No debemos ocuparnos del sistema solar. Es un lugar apestado y no queremos nada parecido. En cuanto concierne a la galaxia, Homo Sol será puesto en una estricta cuarentena. ¡Esto es terminante!
El rigeliano se echó a reír.
—Para la galaxia, puede ser terminante. Pero
¿y
para Homo Sol?
Tubal se encogió de hombros.
—Eso no nos concierne. Porus volvió a reírse.
—Dígame, Tubal. Entre nosotros, ¿ha intentado hacer una integración temporal de la ecuación 128 seguida por expansión con tensores carolinos?
—No-o. No lo he hecho.
—Bueno, pues eche una ojeada a estos cálculos y diviértase.
Naru Helvin rompió las hojas con un movimiento espasmódico.
—Es mentira —gritó.
—Actualmente, les llevamos mil años de adelanto, y para ese tiempo les llevaremos otros doscientos años —exclamó Tubal—. No podrán hacer nada contra la masa de la gente de la galaxia.
Tan Porus se rió con una monotonía sumamente desagradable.

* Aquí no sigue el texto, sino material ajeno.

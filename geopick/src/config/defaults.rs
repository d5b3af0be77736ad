//! Default values and constants for all configuration settings.

use std::path::PathBuf;

use super::settings::*;
use crate::engine::EngineKind;
use crate::geocode::{
    GeocodingService, DEFAULT_GOOGLE_URL, DEFAULT_NOMINATIM_URL, DEFAULT_TIMEOUT_SECS,
    DEFAULT_USER_AGENT,
};
use crate::map::MapStyle;

/// Debounce window before a reverse geocoding lookup fires.
pub const DEFAULT_DEBOUNCE_MS: u64 = 1000;

/// Initial zoom of every map.
pub const DEFAULT_ZOOM: f64 = 13.0;

/// Initial map center (central London).
pub const DEFAULT_LAT: f64 = 51.505;
pub const DEFAULT_LNG: f64 = -0.09;

/// Log file name inside the config directory.
pub const DEFAULT_LOG_FILE: &str = "geopick.log";

impl Default for ConfigFile {
    fn default() -> Self {
        Self {
            geocoding: GeocodingSettings::default(),
            google: GoogleSettings::default(),
            map: MapSettings::default(),
            logging: LoggingSettings::default(),
        }
    }
}

impl Default for GeocodingSettings {
    fn default() -> Self {
        Self {
            service: GeocodingService::Nominatim,
            nominatim_url: DEFAULT_NOMINATIM_URL.to_string(),
            google_url: DEFAULT_GOOGLE_URL.to_string(),
            debounce_ms: DEFAULT_DEBOUNCE_MS,
            timeout_secs: DEFAULT_TIMEOUT_SECS,
            user_agent: DEFAULT_USER_AGENT.to_string(),
        }
    }
}

impl Default for MapSettings {
    fn default() -> Self {
        Self {
            engine: EngineKind::Raster,
            style: MapStyle::Standard,
            zoom: DEFAULT_ZOOM,
            default_lat: DEFAULT_LAT,
            default_lng: DEFAULT_LNG,
        }
    }
}

impl Default for LoggingSettings {
    fn default() -> Self {
        Self {
            file: super::file::config_directory().join(DEFAULT_LOG_FILE),
        }
    }
}

/// Default log file location.
pub fn default_log_file() -> PathBuf {
    LoggingSettings::default().file
}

—Siguen sin creer en las matemáticas. Esto forma parte de su línea de conducta, claro. Muy bien, veamos si los expertos pueden convencerles… como debería ser, a menos que el contacto con estos humanoides fuera dé lo normal les haya afectado. ¡Joselin… Joselin Arn… venga!

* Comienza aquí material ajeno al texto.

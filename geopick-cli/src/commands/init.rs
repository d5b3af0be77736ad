//! Configuration initialization command.

use geopick::config::{config_file_path, ConfigFile};

use crate::error::CliError;

/// Write the default config file if it does not exist yet.
pub fn run() -> Result<(), CliError> {
    let path = config_file_path();
    let existed = path.exists();
    let path = ConfigFile::ensure_exists()?;

    if existed {
        println!("Config file already exists: {}", path.display());
    } else {
        println!("Created config file: {}", path.display());
        println!();
        println!("Edit it to choose a geocoding service or add a Google Maps API key.");
    }
    Ok(())
}
//! Common types and utilities shared across CLI commands.

use clap::ValueEnum;
use geopick::config::ConfigFile;
use geopick::coord::LatLng;
use geopick::geocode::{AsyncReqwestClient, GeocoderFactory, GeocodingService};
use geopick::map::MapStyle;

use crate::error::CliError;

/// Geocoding service selection for CLI arguments.
#[derive(Debug, Clone, Copy, ValueEnum, PartialEq)]
pub enum ServiceType {
    /// OpenStreetMap Nominatim (no API key required)
    Nominatim,
    /// Google Geocoding API (requires API key)
    Google,
}

impl From<ServiceType> for GeocodingService {
    fn from(service: ServiceType) -> Self {
        match service {
            ServiceType::Nominatim => GeocodingService::Nominatim,
            ServiceType::Google => GeocodingService::Google,
        }
    }
}

/// Basemap style selection for CLI arguments.
#[derive(Debug, Clone, Copy, ValueEnum, PartialEq)]
pub enum StyleType {
    /// Each engine's default base layer
    Standard,
    /// Light, low-contrast basemap
    Light,
    /// Topographic basemap
    Topo,
}

impl From<StyleType> for MapStyle {
    fn from(style: StyleType) -> Self {
        match style {
            StyleType::Standard => MapStyle::Standard,
            StyleType::Light => MapStyle::Light,
            StyleType::Topo => MapStyle::Topographic,
        }
    }
}

/// Resolve the geocoding service: CLI takes precedence, then config.
pub fn resolve_service(cli_service: Option<ServiceType>, config: &ConfigFile) -> GeocodingService {
    cli_service
        .map(GeocodingService::from)
        .unwrap_or(config.geocoding.service)
}

/// Validate a coordinate given on the command line.
pub fn parse_point(lat: f64, lng: f64) -> Result<LatLng, CliError> {
    let point = LatLng::new(lat, lng);
    point
        .validate()
        .map_err(|e| CliError::InvalidArgument(e.to_string()))?;
    Ok(point)
}

/// Geocoder factory using the configured HTTP timeout.
pub fn geocoder_factory(config: &ConfigFile) -> Result<GeocoderFactory, CliError> {
    let client = AsyncReqwestClient::with_timeout(config.geocoding.timeout_secs)
        .map_err(CliError::HttpClient)?;
    Ok(GeocoderFactory::new(client))
}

El comandante centauriano entró, saludó automáticamente, y permaneció a la expectativa.
—¿Podría una de sus naves derrotar una de las naves de Sol en batalla, si fuera necesario? Arn sonrió amargamente.

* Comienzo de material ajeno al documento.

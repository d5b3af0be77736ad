//! INI parsing logic for converting `Ini` → `ConfigFile`.
//!
//! This is the single place where INI key names are mapped to struct fields.

use ini::Ini;
use std::path::PathBuf;
use std::str::FromStr;

use super::file::ConfigFileError;
use super::settings::ConfigFile;

/// Parse an `Ini` object into a `ConfigFile`.
///
/// Starts from `ConfigFile::default()` and overlays any values found in the INI.
pub(super) fn parse_ini(ini: &Ini) -> Result<ConfigFile, ConfigFileError> {
    let mut config = ConfigFile::default();

    // [geocoding] section
    if let Some(section) = ini.section(Some("geocoding")) {
        if let Some(v) = section.get("service") {
            config.geocoding.service =
                parse_value("geocoding", "service", v, "must be one of: nominatim, google")?;
        }
        if let Some(v) = non_empty(section.get("nominatim_url")) {
            config.geocoding.nominatim_url = v.to_string();
        }
        if let Some(v) = non_empty(section.get("google_url")) {
            config.geocoding.google_url = v.to_string();
        }
        if let Some(v) = section.get("debounce_ms") {
            config.geocoding.debounce_ms = parse_value(
                "geocoding",
                "debounce_ms",
                v,
                "must be a non-negative integer (milliseconds)",
            )?;
        }
        if let Some(v) = section.get("timeout_secs") {
            let timeout: u64 = parse_value(
                "geocoding",
                "timeout_secs",
                v,
                "must be a positive integer (seconds)",
            )?;
            if timeout == 0 {
                return Err(invalid(
                    "geocoding",
                    "timeout_secs",
                    v,
                    "must be a positive integer (seconds)",
                ));
            }
            config.geocoding.timeout_secs = timeout;
        }
        if let Some(v) = non_empty(section.get("user_agent")) {
            config.geocoding.user_agent = v.to_string();
        }
    }

    // [google] section
    if let Some(section) = ini.section(Some("google")) {
        config.google.api_key = non_empty(section.get("api_key")).map(str::to_string);
        config.google.map_id = non_empty(section.get("map_id")).map(str::to_string);
    }

    // [map] section
    if let Some(section) = ini.section(Some("map")) {
        if let Some(v) = section.get("engine") {
            config.map.engine = parse_value(
                "map",
                "engine",
                v,
                "must be one of: raster, vector, feature, hosted",
            )?;
        }
        if let Some(v) = section.get("style") {
            config.map.style =
                parse_value("map", "style", v, "must be one of: standard, light, topo")?;
        }
        if let Some(v) = section.get("zoom") {
            let zoom: f64 = parse_value("map", "zoom", v, "must be a number")?;
            if !(0.0..=22.0).contains(&zoom) {
                return Err(invalid("map", "zoom", v, "must be between 0 and 22"));
            }
            config.map.zoom = zoom;
        }
        if let Some(v) = section.get("default_lat") {
            let lat: f64 = parse_value("map", "default_lat", v, "must be a number")?;
            if !(-90.0..=90.0).contains(&lat) {
                return Err(invalid("map", "default_lat", v, "must be between -90 and 90"));
            }
            config.map.default_lat = lat;
        }
        if let Some(v) = section.get("default_lng") {
            let lng: f64 = parse_value("map", "default_lng", v, "must be a number")?;
            if !(-180.0..=180.0).contains(&lng) {
                return Err(invalid(
                    "map",
                    "default_lng",
                    v,
                    "must be between -180 and 180",
                ));
            }
            config.map.default_lng = lng;
        }
    }

    // [logging] section
    if let Some(section) = ini.section(Some("logging")) {
        if let Some(v) = non_empty(section.get("file")) {
            config.logging.file = expand_tilde(v);
        }
    }

    Ok(config)
}

fn non_empty(value: Option<&str>) -> Option<&str> {
    value.map(str::trim).filter(|v| !v.is_empty())
}

fn parse_value<T: FromStr>(
    section: &str,
    key: &str,
    value: &str,
    reason: &str,
) -> Result<T, ConfigFileError> {
    value
        .trim()
        .parse()
        .map_err(|_| invalid(section, key, value, reason))
}

fn invalid(section: &str, key: &str, value: &str, reason: &str) -> ConfigFileError {
    ConfigFileError::InvalidValue {
        section: section.to_string(),
        key: key.to_string(),
        value: value.to_string(),
        reason: reason.to_string(),
    }
}

/// Expand a leading `~` to the home directory.
pub(super) fn expand_tilde(path: &str) -> PathBuf {
    if let Some(rest) = path.strip_prefix("~/") {
        if let Some(home) = dirs::home_dir() {
            return home.join(rest);
        }
    }
    PathBuf::from(path)
}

—Imposible, señor. Estos humanoides rompen la ley de Kraut en pánico… y también luchando. Tenemos una dotación de expertos a cargo de nuestras naves. Esta gente tiene una única tripulación que funciona como una unidad, sin individualismo. Manifiestan una forma de lucha… pánico, creo que es la palabra mejor. Cada individuo de las naves se convierte en un órgano de las mismas. Con nosotros, ya lo saben, eso es imposible.
«Además, este mundo es una masa de genios locos. Sé que tomaron no menos de veintidós interesantes pero inútiles aparatos que vieron en el Museo de Thalsoon cuando nos visitaron; los desmontaron y produjeron a partir dé ellos los inventos militares más desagradables que he visto. ¿Recuerdan el tiralíneas gravitacional de Julmun Thill, empleado —con muy poca efectividad— para localizar depósitos minerales antes de que se inventara el método moderno de potencial eléctrico? Lo han convertido —no sé cómo— en uno de los directores de fuego automático más mortífero que he tenido la desgracia de ver.
—Nosotros —dijo Tan Porus con alborozo— tenemos una flota mucho mayor que la suya. Podríamos arrollarlos, ¿verdad?
Joselin Arn movió la cabeza.
—Derrotarlos ahora… probablemente. Pero no los arrollaríamos, y no me atrevería a apostar por ello. Yo no votaría por atacarlos. El problema reside, en el plano militar, en que esta colección de maníacos de los aparatos inventa cosas con una velocidad terrible.
—¿Qué será —preguntó Porus con amabilidad— de nuestra posición militar si nos limitamos a ignorarlos completamente durante doscientos años?
Joselin Arn soltó una explosiva carcajada.
—Si podemos, que significa
si
nos dejan. Responderé sin pensar y con seguridad. Es lo único que me preocupa en este momento. Doscientos años para explorar los nuevos caminos sugeridos por su breve contacto con nosotros y harán cosas que no puedo imaginar. Esperen doscientos años y no habrá una batalla; habrá una anexión. Tan Porus se inclinó ceremoniosamente.